Source: Whitcomb, John C. Jr. and Henry M. Morris, 1961. The Genesis Flood. Philadephia, PA: Presbyterian and Reformed Publishing Co., pp. 176-180.
Living fossils show more than just a lack of evolution. Many do not have a continuous fossil record, showing that a lack of an organism's presence in certain rock layers does not mean that they were not living when the rock was laid down. The entire evolutionary interpretation of the fossil record is based on these two assumptions:
- An organism's appearance in the fossil record shows when it first evolved
- An organism's disappearance from the fossil record shows when it went extinct.
Living fossils show that these assumptions are wrong and that other factors determine where an organism is found in the fossil record.
(Talk.Origins quotes in blue)
- The theory of evolution does not say that organisms must evolve morphologically. In fact, in an unchanging environment, stabilizing selection would tend to keep an organism largely unchanged. Many environments around today are not greatly different from environments of millions of years ago.

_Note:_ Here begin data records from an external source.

pub mod leb128;
pub mod scenario;

pub use scenario::{Expectation, Scenario, ScenarioError, SceneNode, load_scenarios};

/// Side-by-side report of the first differing line, with two lines of context.
pub fn diff_lines(expected: &[String], actual: &[String]) -> String {
    use std::fmt::Write;

    let max = expected.len().max(actual.len());
    let missing = "<missing>";
    let mut out = String::new();
    let first = (0..max).find(|&i| expected.get(i) != actual.get(i));
    if let Some(i) = first {
        let start = i.saturating_sub(2);
        let end = (i + 3).min(max);
        let _ = writeln!(&mut out, "first mismatch at line {}:", i + 1);
        for line in start..end {
            let left = expected.get(line).map(String::as_str).unwrap_or(missing);
            let right = actual.get(line).map(String::as_str).unwrap_or(missing);
            let marker = if line == i { ">" } else { " " };
            let _ = writeln!(&mut out, "{marker} {:>4}  expected: {left}", line + 1);
            let _ = writeln!(&mut out, "{marker} {:>4}    actual: {right}", line + 1);
        }
    }
    let _ = writeln!(
        &mut out,
        "expected {} lines, actual {} lines",
        expected.len(),
        actual.len()
    );
    out
}

#[cfg(test)]
mod tests {
    use super::*;

    #[test]
    fn diff_lines_points_at_first_mismatch() {
        let expected = vec!["a".to_string(), "b".to_string()];
        let actual = vec!["a".to_string(), "c".to_string()];
        let report = diff_lines(&expected, &actual);
        assert!(report.contains("first mismatch at line 2"));
        assert!(report.contains("expected: b"));
        assert!(report.contains("actual: c"));
    }
}
use url::Url;

/// How the executor should record a location change.
#[derive(Clone, Copy, Debug, PartialEq, Eq)]
pub enum LocationChange {
    Push,
    Replace,
}

/// Visited urls with a cursor, like a browser tab's session history.
#[derive(Clone, Debug)]
pub struct History {
    entries: Vec<Url>,
    index: usize,
}

impl History {
    pub fn new(url: Url) -> Self {
        Self {
            entries: vec![url],
            index: 0,
        }
    }

    pub fn current(&self) -> &Url {
        &self.entries[self.index]
    }

    pub fn len(&self) -> usize {
        self.entries.len()
    }

    pub fn is_empty(&self) -> bool {
        self.entries.is_empty()
    }

    pub fn index(&self) -> usize {
        self.index
    }

    /// Record a new entry, dropping the forward branch.
    pub fn push(&mut self, url: Url) {
        self.entries.truncate(self.index + 1);
        self.entries.push(url);
        self.index = self.entries.len() - 1;
    }

    pub fn replace(&mut self, url: Url) {
        self.entries[self.index] = url;
    }

    /// Move the cursor by `delta` entries. Out-of-range moves do nothing.
    pub fn go(&mut self, delta: isize) -> Option<&Url> {
        let target = self.index.checked_add_signed(delta)?;
        if target >= self.entries.len() || delta == 0 {
            return None;
        }
        self.index = target;
        Some(self.current())
    }

    /// Follow a location change the host made on its own (e.g. the back button).
    pub fn sync(&mut self, url: &Url) {
        if self.current() == url {
            return;
        }
        if self.index > 0 && &self.entries[self.index - 1] == url {
            self.index -= 1;
        } else if self.entries.get(self.index + 1) == Some(url) {
            self.index += 1;
        } else {
            self.push(url.clone());
        }
    }

    pub fn resolve(&self, href: &str) -> Result<Url, url::ParseError> {
        self.current().join(href)
    }
}

#[cfg(test)]
mod tests {
    use super::*;

    fn url(path: &str) -> Url {
        Url::parse("https://app.test/").unwrap().join(path).unwrap()
    }

    #[test]
    fn push_truncates_the_forward_branch() {
        let mut history = History::new(url("/"));
        history.push(url("/a"));
        history.push(url("/b"));
        assert_eq!(history.go(-2), Some(&url("/")));
        history.push(url("/c"));
        assert_eq!(history.len(), 2);
        assert_eq!(history.current(), &url("/c"));
        assert_eq!(history.go(1), None);
    }

    #[test]
    fn go_stays_in_range() {
        let mut history = History::new(url("/"));
        history.push(url("/a"));
        assert_eq!(history.go(-5), None);
        assert_eq!(history.go(3), None);
        assert_eq!(history.index(), 1);
        assert_eq!(history.go(-1), Some(&url("/")));
        assert_eq!(history.go(1), Some(&url("/a")));
    }

    #[test]
    fn sync_follows_host_traversal() {
        let mut history = History::new(url("/"));
        history.push(url("/a"));
        history.sync(&url("/"));
        assert_eq!(history.index(), 0);
        history.sync(&url("/a"));
        assert_eq!(history.index(), 1);
        history.sync(&url("/z"));
        assert_eq!(history.len(), 3);
    }

    #[test]
    fn relative_hrefs_resolve_against_the_current_entry() {
        let history = History::new(url("/items/7"));
        assert_eq!(history.resolve("8").unwrap(), url("/items/8"));
        assert_eq!(history.resolve("/about").unwrap(), url("/about"));
    }
}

In pre DNA evolution theory this would be true, but the discovery of DNA changes this. Mutations occur in DNA even in an unchanging environment; natural selection would not weed out harmless mutations, so some would survive and accumulate. It some cases the theoretical time is hundreds of millions of years. Enough such mutations would have accumulated that there should be more differences than are actually observed. Furthermore, Talk Origins is implying only a few million years, while in some cases the theoretical time is 100+ million years. Even in the deepest oceans the environment would not be unchanging for 100+ million years.
- Some so-called fossil species have evolved significantly. Cockroaches, for example, include over 4,000 species of various shapes and sizes.
The diversification of cockroaches into 4,000 varieties is insignificant in comparison to what is needed to go from microbes to man. Cockroaches are short-lived, compared to men, and have had more mutations than humans and our alleged ancestors.
Species may also evolve in ways that are not obvious. For example, the immune system of horseshoe crabs today is probably quite different from that of horseshoe crabs of millions of years ago.
And what evidence is there for this? This a totally evolutionary assumption with no basis in fact.
The problem of stasis is a major challenge to evolutionary theory: The Coelacanths show no change in the supposed 400 million years they have existed, while humans were supposed to have undergone radical evolution in reproductive systems and skeletal structures in less than 1 million years.